Joel Kinnaman is beyond words in ‘Silent Night’

If ever there was a movie with the most appropriate title, it would easily be this week’s “Silent Night.”

For this high-octane, extremely violent revenge thriller from the Hong Kong master John Woo (“Hard Target,” “Face/Off”) is exactly that: A “silent” movie with not one word of dialogue.

Joel Kinnaman (“The Suicide Squad,” “For All Mankind”) stars as Godluck, a regular guy playing with his son on Christmas Eve when tragedy strikes. The boy is killed, Godluck, seriously wounded, is left unable to speak. The two victims might as well be trash left in the gutter by the speeding car.

Like “John Wick,” “Taken” and others, Godluck becomes an avenging angel bent on take-no-prisoners revenge.

For Kinnaman, 44, “Just taking away the sound doesn’t really give you a good movie.”

Showing up without any lines to learn meant a different kind of preparation. “Actually” Kinnaman said in a Zoom interview, “it made me understand pretty quickly that when you remove one element – that there will be no dialogue – it makes all the other elements of storytelling much more important.

“It made me realize that dialogue actually helps you get emotion in scenes.
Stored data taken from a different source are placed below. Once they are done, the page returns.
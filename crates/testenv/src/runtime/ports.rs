//! Loopback address and TCP port reservations
//!
//! A port handed out once is never handed out again by the same pool, even
//! after the server that used it has gone away. The process-wide pool
//! returned by [`PortPool::process`] lives as long as the orchestrating
//! process, so back-to-back sessions in one process never collide.

use std::collections::HashSet;
use std::net::{IpAddr, Ipv4Addr, SocketAddr, TcpListener};
use std::sync::{Arc, LazyLock, Mutex, PoisonError};

/// Highest port considered for allocation
pub const PORT_RANGE_TOP: u16 = 64000;
/// Lowest port considered for allocation
pub const PORT_RANGE_BOTTOM: u16 = 32769;

static PROCESS_POOL: LazyLock<PortPool> = LazyLock::new(PortPool::new);

/// Set of ports promised to servers
#[derive(Debug, Clone, Default)]
pub struct PortPool {
    promised: Arc<Mutex<HashSet<u16>>>,
}

impl PortPool {
    /// Create an independent pool (mostly useful in tests)
    pub fn new() -> Self {
        Self::default()
    }

    /// Pool shared by every session of this process
    pub fn process() -> Self {
        PROCESS_POOL.clone()
    }

    /// Pick a loopback address for a new service
    pub fn free_ip(&self) -> IpAddr {
        IpAddr::V4(Ipv4Addr::LOCALHOST)
    }

    /// Reserve a TCP port that is bindable on `ip` and was never promised before
    ///
    /// Ports are scanned from the top of the range downwards. Returns `None`
    /// when the range is exhausted.
    pub fn reserve_port(&self, ip: IpAddr) -> Option<u16> {
        let mut promised = self.promised.lock().unwrap_or_else(PoisonError::into_inner);
        for port in (PORT_RANGE_BOTTOM..=PORT_RANGE_TOP).rev() {
            if promised.contains(&port) {
                continue;
            }
            // The probe listener is dropped right away; the reservation
            // only lives in the promised set
            if TcpListener::bind(SocketAddr::new(ip, port)).is_ok() {
                promised.insert(port);
                return Some(port);
            }
        }
        None
    }

    /// Reserve an address and a port together
    pub fn reserve_endpoint(&self) -> Option<SocketAddr> {
        let ip = self.free_ip();
        self.reserve_port(ip).map(|port| SocketAddr::new(ip, port))
    }

    /// Whether `port` was already handed out by this pool
    pub fn is_promised(&self, port: u16) -> bool {
        self.promised
            .lock()
            .unwrap_or_else(PoisonError::into_inner)
            .contains(&port)
    }
}
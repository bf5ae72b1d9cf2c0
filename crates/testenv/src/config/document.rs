//! Testenv configuration document schema

use super::writers::shell_split;
use indexmap::IndexMap;
use serde::de::{self, DeserializeOwned, Deserializer};
use serde::{Deserialize, Serialize};
use serde_yaml::{Mapping, Value};
use std::fmt;
use std::path::{Path, PathBuf};

/// `basedir` value selecting a throwaway temporary directory
pub const EPHEMERAL_BASEDIR: &str = "TEMP";

/// Root configuration document
#[derive(Debug, Clone, Serialize, Deserialize)]
pub struct TestenvConfig {
    /// Session working directory, relative to the config directory,
    /// or `TEMP` for an ephemeral one
    #[serde(default = "default_basedir")]
    pub basedir: String,

    /// Remove a fixed basedir at the end of the session
    #[serde(default)]
    pub basedir_cleanup: bool,

    /// Orchestrator log destination (stderr when absent)
    #[serde(default)]
    pub log: Option<String>,

    /// Server definitions (ordered map for deterministic startup order)
    #[serde(default)]
    pub servers: IndexMap<String, ServerSpec>,

    /// Literal variable bindings exported to the user command
    #[serde(default)]
    pub extra: IndexMap<String, Value>,
}

fn default_basedir() -> String {
    "tenv".to_string()
}

/// Declarative description of one managed server
#[derive(Debug, Clone, Serialize, Deserialize)]
pub struct ServerSpec {
    /// Adapter type name, looked up in the server registry
    #[serde(rename = "type")]
    pub kind: String,

    /// Servers that must be started before this one
    #[serde(default)]
    pub after: AfterSpec,

    /// Type-specific options, deserialized by the adapter
    #[serde(flatten)]
    pub options: Mapping,
}

impl ServerSpec {
    /// Deserialize the type-specific options into an adapter's option struct
    pub fn options_as<T: DeserializeOwned>(&self) -> Result<T, serde_yaml::Error> {
        serde_yaml::from_value(Value::Mapping(self.options.clone()))
    }
}

/// `after` accepts either one server name or a list of names
#[derive(Debug, Clone, Serialize, Deserialize)]
#[serde(untagged)]
pub enum AfterSpec {
    Single(String),
    List(Vec<String>),
}

impl Default for AfterSpec {
    fn default() -> Self {
        AfterSpec::List(Vec::new())
    }
}

impl AfterSpec {
    /// Names of the servers this one starts after
    pub fn names(&self) -> Vec<String> {
        match self {
            AfterSpec::Single(name) => vec![name.clone()],
            AfterSpec::List(names) => names.clone(),
        }
    }
}

/// A scalar option read as text
///
/// Placeholders resolve to strings while hand-written values are often
/// numbers (`port: 11211`), so both are accepted.
#[derive(Debug, Clone, PartialEq, Eq)]
pub struct Scalar(pub String);

impl Scalar {
    pub fn as_str(&self) -> &str {
        &self.0
    }

    pub fn into_string(self) -> String {
        self.0
    }
}

impl fmt::Display for Scalar {
    fn fmt(&self, f: &mut fmt::Formatter<'_>) -> fmt::Result {
        f.write_str(&self.0)
    }
}

impl<'de> Deserialize<'de> for Scalar {
    fn deserialize<D: Deserializer<'de>>(deserializer: D) -> Result<Self, D::Error> {
        match Value::deserialize(deserializer)? {
            Value::String(s) => Ok(Scalar(s)),
            Value::Number(n) => Ok(Scalar(n.to_string())),
            Value::Bool(b) => Ok(Scalar(b.to_string())),
            other => Err(de::Error::custom(format!(
                "expected a scalar value, found {:?}",
                other
            ))),
        }
    }
}

/// A command given as one shell-like string or as an argument list
#[derive(Debug, Clone, Deserialize)]
#[serde(untagged)]
pub enum CommandLine {
    Line(String),
    Argv(Vec<Scalar>),
}

impl CommandLine {
    /// Command words, splitting the string form with shell quoting rules
    pub fn argv(&self) -> Result<Vec<String>, String> {
        match self {
            CommandLine::Line(line) => shell_split(line),
            CommandLine::Argv(words) => Ok(words.iter().map(|w| w.0.clone()).collect()),
        }
    }
}

/// Where the session keeps its per-server directories
#[derive(Debug, Clone, PartialEq, Eq)]
pub enum BasedirPolicy {
    /// Fresh temporary directory, always removed at the end
    Ephemeral,
    /// Fixed path, wiped at start and optionally removed at the end
    Fixed { path: PathBuf, cleanup: bool },
}

impl TestenvConfig {
    /// Deserialize and validate a configuration tree
    pub fn from_value(value: Value) -> Result<Self, ConfigError> {
        let config: TestenvConfig = serde_yaml::from_value(value).map_err(ConfigError::Parse)?;
        config.validate()?;
        Ok(config)
    }

    /// Validate server names and `after` references
    pub fn validate(&self) -> Result<(), ConfigError> {
        for (name, spec) in &self.servers {
            if name.is_empty() || name.contains('/') || name == "." || name == ".." {
                return Err(ConfigError::Validation(format!(
                    "Server name '{}' cannot be used as a directory name",
                    name
                )));
            }

            if spec.kind.trim().is_empty() {
                return Err(ConfigError::Validation(format!(
                    "Server '{}': 'type' must not be empty",
                    name
                )));
            }

            for dep in spec.after.names() {
                if !self.servers.contains_key(&dep) {
                    return Err(ConfigError::Validation(format!(
                        "Server '{}': starts after unknown server '{}'",
                        name, dep
                    )));
                }
            }
        }

        Ok(())
    }

    /// Resolve the basedir setting against the config directory
    pub fn basedir_policy(&self, confdir: &Path) -> BasedirPolicy {
        if self.basedir == EPHEMERAL_BASEDIR {
            BasedirPolicy::Ephemeral
        } else {
            BasedirPolicy::Fixed {
                path: confdir.join(&self.basedir),
                cleanup: self.basedir_cleanup,
            }
        }
    }

    /// Resolve the log destination against the config directory
    pub fn log_path(&self, confdir: &Path) -> Option<PathBuf> {
        self.log.as_ref().map(|log| confdir.join(log))
    }
}

/// A configuration file as read from disk
///
/// Keeps the raw tree around because placeholder resolution walks the
/// whole document, not just the typed view of it.
#[derive(Debug, Clone)]
pub struct ConfigDocument {
    /// Directory containing the configuration file
    pub confdir: PathBuf,
    /// Unresolved document tree
    pub raw: Value,
    /// Typed view of the unresolved tree
    pub config: TestenvConfig,
}

impl ConfigDocument {
    /// Load a configuration document from a YAML file
    pub fn from_file(path: impl AsRef<Path>) -> Result<Self, ConfigError> {
        let path = path.as_ref();
        let path = std::path::absolute(path).map_err(|e| ConfigError::Io {
            path: path.display().to_string(),
            source: e,
        })?;
        if !path.is_file() {
            return Err(ConfigError::Validation(format!(
                "not a file: {}",
                path.display()
            )));
        }
        let content = std::fs::read_to_string(&path).map_err(|e| ConfigError::Io {
            path: path.display().to_string(),
            source: e,
        })?;
        let confdir = path
            .parent()
            .map(Path::to_path_buf)
            .unwrap_or_else(|| PathBuf::from("/"));
        Self::from_yaml(&content, confdir)
    }

    /// Parse a configuration document from a YAML string
    pub fn from_yaml(content: &str, confdir: impl Into<PathBuf>) -> Result<Self, ConfigError> {
        let raw: Value = serde_yaml::from_str(content).map_err(ConfigError::Parse)?;
        let raw = match raw {
            // An empty file is an empty configuration
            Value::Null => Value::Mapping(Mapping::new()),
            Value::Mapping(_) => raw,
            _ => {
                return Err(ConfigError::Validation(
                    "configuration root should be a mapping".to_string(),
                ))
            }
        };
        let config = TestenvConfig::from_value(raw.clone())?;
        Ok(Self {
            confdir: confdir.into(),
            raw,
            config,
        })
    }
}

/// Errors that can occur when loading a configuration document
#[derive(Debug, thiserror::Error)]
pub enum ConfigError {
    #[error("Failed to read config '{path}': {source}")]
    Io {
        path: String,
        #[source]
        source: std::io::Error,
    },

    #[error("Failed to parse config: {0}")]
    Parse(#[from] serde_yaml::Error),

    #[error("Validation error: {0}")]
    Validation(String),
}

#[cfg(test)]
mod tests {
    use super::*;

    #[test]
    fn test_parse_simple_config() {
        let yaml = r#"
basedir: TEMP
servers:
  cache:
    type: memcached
    ip: $cache_ip$
    port: $cache_port$
  app:
    type: generic
    after: cache
    command: "bin/app --listen $app_addr$"
extra:
  mode: test
"#;
        let doc = ConfigDocument::from_yaml(yaml, "/etc/project").unwrap();
        let config = &doc.config;
        assert_eq!(config.servers.len(), 2);
        assert_eq!(config.servers["app"].after.names(), vec!["cache"]);
        assert_eq!(config.servers["cache"].kind, "memcached");
        assert!(config.servers["cache"].options.contains_key("port"));
        assert!(!config.servers["cache"].options.contains_key("type"));
        assert_eq!(config.basedir_policy(&doc.confdir), BasedirPolicy::Ephemeral);
    }

    #[test]
    fn test_defaults() {
        let doc = ConfigDocument::from_yaml("", "/srv").unwrap();
        assert_eq!(doc.config.basedir, "tenv");
        assert!(!doc.config.basedir_cleanup);
        assert!(doc.config.servers.is_empty());
        assert_eq!(
            doc.config.basedir_policy(Path::new("/srv")),
            BasedirPolicy::Fixed {
                path: PathBuf::from("/srv/tenv"),
                cleanup: false
            }
        );
    }

    #[test]
    fn test_after_list() {
        let yaml = r#"
servers:
  a: { type: generic, command: "true" }
  b: { type: generic, command: "true" }
  c:
    type: generic
    command: "true"
    after: [a, b]
"#;
        let doc = ConfigDocument::from_yaml(yaml, "/tmp").unwrap();
        assert_eq!(doc.config.servers["c"].after.names(), vec!["a", "b"]);
        assert!(doc.config.servers["a"].after.names().is_empty());
    }

    #[test]
    fn test_validation_unknown_after() {
        let yaml = r#"
servers:
  app:
    type: generic
    after: db
"#;
        let result = ConfigDocument::from_yaml(yaml, "/tmp");
        assert!(matches!(result, Err(ConfigError::Validation(msg)) if msg.contains("'db'")));
    }

    #[test]
    fn test_validation_missing_type() {
        let yaml = r#"
servers:
  app:
    command: "true"
"#;
        assert!(matches!(
            ConfigDocument::from_yaml(yaml, "/tmp"),
            Err(ConfigError::Parse(_))
        ));
    }

    #[test]
    fn test_scalar_and_command_options() {
        #[derive(Deserialize)]
        struct Options {
            port: Scalar,
            command: CommandLine,
        }

        let yaml = r#"
servers:
  a: { type: generic, port: 4000, command: "app --name 'my app'" }
  b: { type: generic, port: "$b_port$", command: [app, -p, 80] }
  c: { type: generic, port: [1], command: app }
"#;
        let doc = ConfigDocument::from_yaml(yaml, "/tmp").unwrap();
        let a: Options = doc.config.servers["a"].options_as().unwrap();
        assert_eq!(a.port.as_str(), "4000");
        assert_eq!(a.command.argv().unwrap(), vec!["app", "--name", "my app"]);

        let b: Options = doc.config.servers["b"].options_as().unwrap();
        assert_eq!(b.port.to_string(), "$b_port$");
        assert_eq!(b.command.argv().unwrap(), vec!["app", "-p", "80"]);

        assert!(doc.config.servers["c"].options_as::<Options>().is_err());
    }

    #[test]
    fn test_root_must_be_mapping() {
        assert!(ConfigDocument::from_yaml("- a\n- b\n", "/tmp").is_err());
    }
}
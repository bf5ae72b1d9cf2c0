//! Tarantool server bootstrapped from a generated Lua file

use crate::config::writers::merge_all;
use crate::config::ServerSpec;
use crate::runtime::process::Address;
use crate::runtime::server::{CommonOptions, Server, ServerContext, ServerCore, ServerError};
use async_trait::async_trait;
use serde::Deserialize;
use serde_yaml::{Mapping, Value};
use std::fmt::Write as _;
use std::path::{Path, PathBuf};

const START_TIMEOUT: f64 = 50.0;

#[derive(Debug, Deserialize)]
struct TarantoolOptions {
    config: Mapping,
    lua_script: String,
    #[serde(default)]
    lua_path: Option<String>,
    #[serde(default = "default_bin")]
    tarantool_bin: String,
    #[serde(flatten)]
    common: CommonOptions,
}

fn default_bin() -> String {
    "tarantool".to_string()
}

fn default_config() -> Value {
    let mut config = Mapping::new();
    config.insert("background".into(), true.into());
    config.insert("log_level".into(), 5.into());
    config.insert("slab_alloc_arena".into(), 0.03.into());
    config.insert("snapshot_period".into(), (3 * 3600).into());
    config.insert("snapshot_count".into(), 2.into());
    Value::Mapping(config)
}

pub struct Tarantool {
    core: ServerCore,
    configfile: PathBuf,
    config: Mapping,
    listen: String,
    lua_script: PathBuf,
    lua_path: String,
}

impl Tarantool {
    pub fn create(
        context: &ServerContext,
        name: &str,
        spec: &ServerSpec,
    ) -> Result<Box<dyn Server>, ServerError> {
        let mut options: TarantoolOptions = ServerCore::options(name, spec)?;
        options.common.start_timeout.get_or_insert(START_TIMEOUT);
        let mut core = ServerCore::new(context, name, spec, options.common)?;

        let pidfile = core.basepath("tarantool.pid");
        let configfile = core.basepath("tarantool.lua");
        let forced = Mapping::from_iter([
            ("pid_file".into(), path_value(&pidfile)),
            ("logger".into(), path_value(&core.basepath("tarantool.log"))),
            ("work_dir".into(), path_value(&core.basedir)),
        ]);
        let merged = merge_all([
            default_config(),
            Value::Mapping(forced),
            Value::Mapping(options.config),
        ]);
        let Value::Mapping(mut config) = merged else {
            return Err(ServerError::config(name, "config should be a mapping"));
        };

        let listen = match config.remove("listen") {
            Some(Value::String(listen)) => listen,
            Some(Value::Number(port)) => port.to_string(),
            _ => return Err(ServerError::config(name, "listen option missed")),
        };

        let lua_script = core.confpath(&options.lua_script);
        let lua_path = match &options.lua_path {
            Some(path) => core.confpath(path).display().to_string(),
            None => lua_script
                .parent()
                .unwrap_or(Path::new("/"))
                .join("?.lua")
                .display()
                .to_string(),
        };

        core.address = Some(listen_address(&listen));
        core.pidfile = Some(pidfile);
        core.command = vec![
            core.resolve_program(&options.tarantool_bin),
            configfile.display().to_string(),
        ];

        Ok(Box::new(Self {
            core,
            configfile,
            config,
            listen,
            lua_script,
            lua_path,
        }))
    }

    /// Lua bootstrap: configure the box, run the script, then start listening
    fn render(&self) -> String {
        let mut lua = String::new();
        let _ = writeln!(lua, "package.path = '{};' .. package.path", self.lua_path);
        lua.push_str("box.cfg({\n");
        for (key, value) in &self.config {
            let key = key.as_str().unwrap_or_default();
            let _ = writeln!(lua, "{} = {},", key, lua_literal(value));
        }
        lua.push_str("})\n");
        let _ = writeln!(lua, "dofile('{}')", self.lua_script.display());
        let _ = writeln!(lua, "box.cfg({{ listen = {} }})", quoted(&self.listen));
        lua
    }
}

fn path_value(path: &Path) -> Value {
    Value::String(path.display().to_string())
}

/// `listen` is either a port or `host:port`
fn listen_address(listen: &str) -> Address {
    if listen.parse::<u16>().is_ok() {
        Address::tcp("127.0.0.1", listen)
    } else {
        Address::parse(listen)
    }
}

fn quoted(s: &str) -> String {
    format!("\"{}\"", s.replace('\\', "\\\\").replace('"', "\\\""))
}

fn lua_literal(value: &Value) -> String {
    match value {
        Value::Bool(b) => b.to_string(),
        Value::Number(n) => n.to_string(),
        Value::String(s) => quoted(s),
        Value::Null => "nil".to_string(),
        other => quoted(&crate::config::writers::scalar_text(other).unwrap_or_default()),
    }
}

#[async_trait]
impl Server for Tarantool {
    fn core(&self) -> &ServerCore {
        &self.core
    }

    fn core_mut(&mut self) -> &mut ServerCore {
        &mut self.core
    }

    async fn prepare(&mut self) -> Result<(), ServerError> {
        self.core.create_workdir()?;
        std::fs::write(&self.configfile, self.render()).map_err(|e| {
            ServerError::io(
                &self.core.name,
                format!("writing {}", self.configfile.display()),
                e,
            )
        })
    }
}

#[cfg(test)]
mod tests {
    use super::*;
    use crate::config::ConfigDocument;
    use std::time::Duration;

    fn create(yaml: &str) -> Result<Box<dyn Server>, ServerError> {
        let doc = ConfigDocument::from_yaml(yaml, "/srv/app").unwrap();
        let context = ServerContext::new("/srv/app", "/srv/app/tenv");
        Tarantool::create(&context, "tnt", &doc.config.servers["tnt"])
    }

    #[test]
    fn test_defaults() {
        let server = create(
            r#"
servers:
  tnt:
    type: tarantool
    lua_script: lua/init.lua
    config: {listen: "127.0.0.1:3301", log_level: 6}
"#,
        )
        .unwrap();
        let core = server.core();
        assert_eq!(core.start_timeout, Duration::from_secs(50));
        assert_eq!(core.pidfile, Some(PathBuf::from("/srv/app/tenv/tnt/tarantool.pid")));
        assert_eq!(core.address, Some(Address::Tcp("127.0.0.1:3301".into())));
        assert_eq!(
            core.command,
            vec!["tarantool", "/srv/app/tenv/tnt/tarantool.lua"]
        );
    }

    #[tokio::test]
    async fn test_prepare_renders_bootstrap() {
        let dir = tempfile::tempdir().unwrap();
        let doc = ConfigDocument::from_yaml(
            r#"
servers:
  tnt:
    type: tarantool
    lua_script: /opt/lua/init.lua
    start_timeout: 3
    config: {listen: 3301, log_level: 6, custom: 'say "hi"'}
"#,
            "/srv/app",
        )
        .unwrap();
        let context = ServerContext::new("/srv/app", dir.path());
        let mut server = Tarantool::create(&context, "tnt", &doc.config.servers["tnt"]).unwrap();
        assert_eq!(server.core().start_timeout, Duration::from_secs(3));
        assert_eq!(server.core().address, Some(Address::Tcp("127.0.0.1:3301".into())));

        server.prepare().await.unwrap();
        let lua = std::fs::read_to_string(dir.path().join("tnt/tarantool.lua")).unwrap();
        let workdir = dir.path().join("tnt");

        assert!(lua.starts_with("package.path = '/opt/lua/?.lua;' .. package.path\n"));
        assert!(lua.contains("background = true,\n"));
        assert!(lua.contains("log_level = 6,\n"));
        assert!(lua.contains(&format!("work_dir = \"{}\",\n", workdir.display())));
        assert!(lua.contains("custom = \"say \\\"hi\\\"\",\n"));
        assert!(!lua.contains("listen = 3301,"));
        assert!(lua.contains("dofile('/opt/lua/init.lua')\n"));
        assert!(lua.ends_with("box.cfg({ listen = \"3301\" })\n"));
    }

    #[test]
    fn test_listen_is_required() {
        let err = create(
            "servers:\n  tnt: {type: tarantool, lua_script: a.lua, config: {log_level: 5}}\n",
        )
        .err()
        .unwrap();
        assert!(err.to_string().contains("listen"));

        assert!(create("servers:\n  tnt: {type: tarantool, config: {listen: 1}}\n").is_err());
    }
}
It helps propel you into the scene’s emotional elements.”

He learned that, yes, “You can have a little emotion in you and you modulate your voice a little bit and you get away with it. It still sounds like you’re there.

“But the worst expression of that,” said this native Swede, “is what I call ‘the American whisperer acting’ where it’s like” – and he dramatically whispers – “ ‘Listen, I’m gonna (expletive) kill you.’ There’s no real emotion there. It’s just the attitude.

“So I realized really quickly on this movie that I can’t hide. I had to really prepare for every moment on an emotional level that I hadn’t done before. It was a lot of a lot of screaming and throwing chairs around, trying to get the intensity — and my eyes open to create those little micro movements that you get in your face when you’re filled with emotion or intense thought.

“It was,” he added with a smile, “a lot of chairs.”

This first American film in 20 years sees Woo offer a bravura series of revenge sequences. Skulls are cracked, throats sliced, blood flows. Preview audiences have laughed and cheered.

Does Kinnaman ever worry people might be a little too enthusiastic?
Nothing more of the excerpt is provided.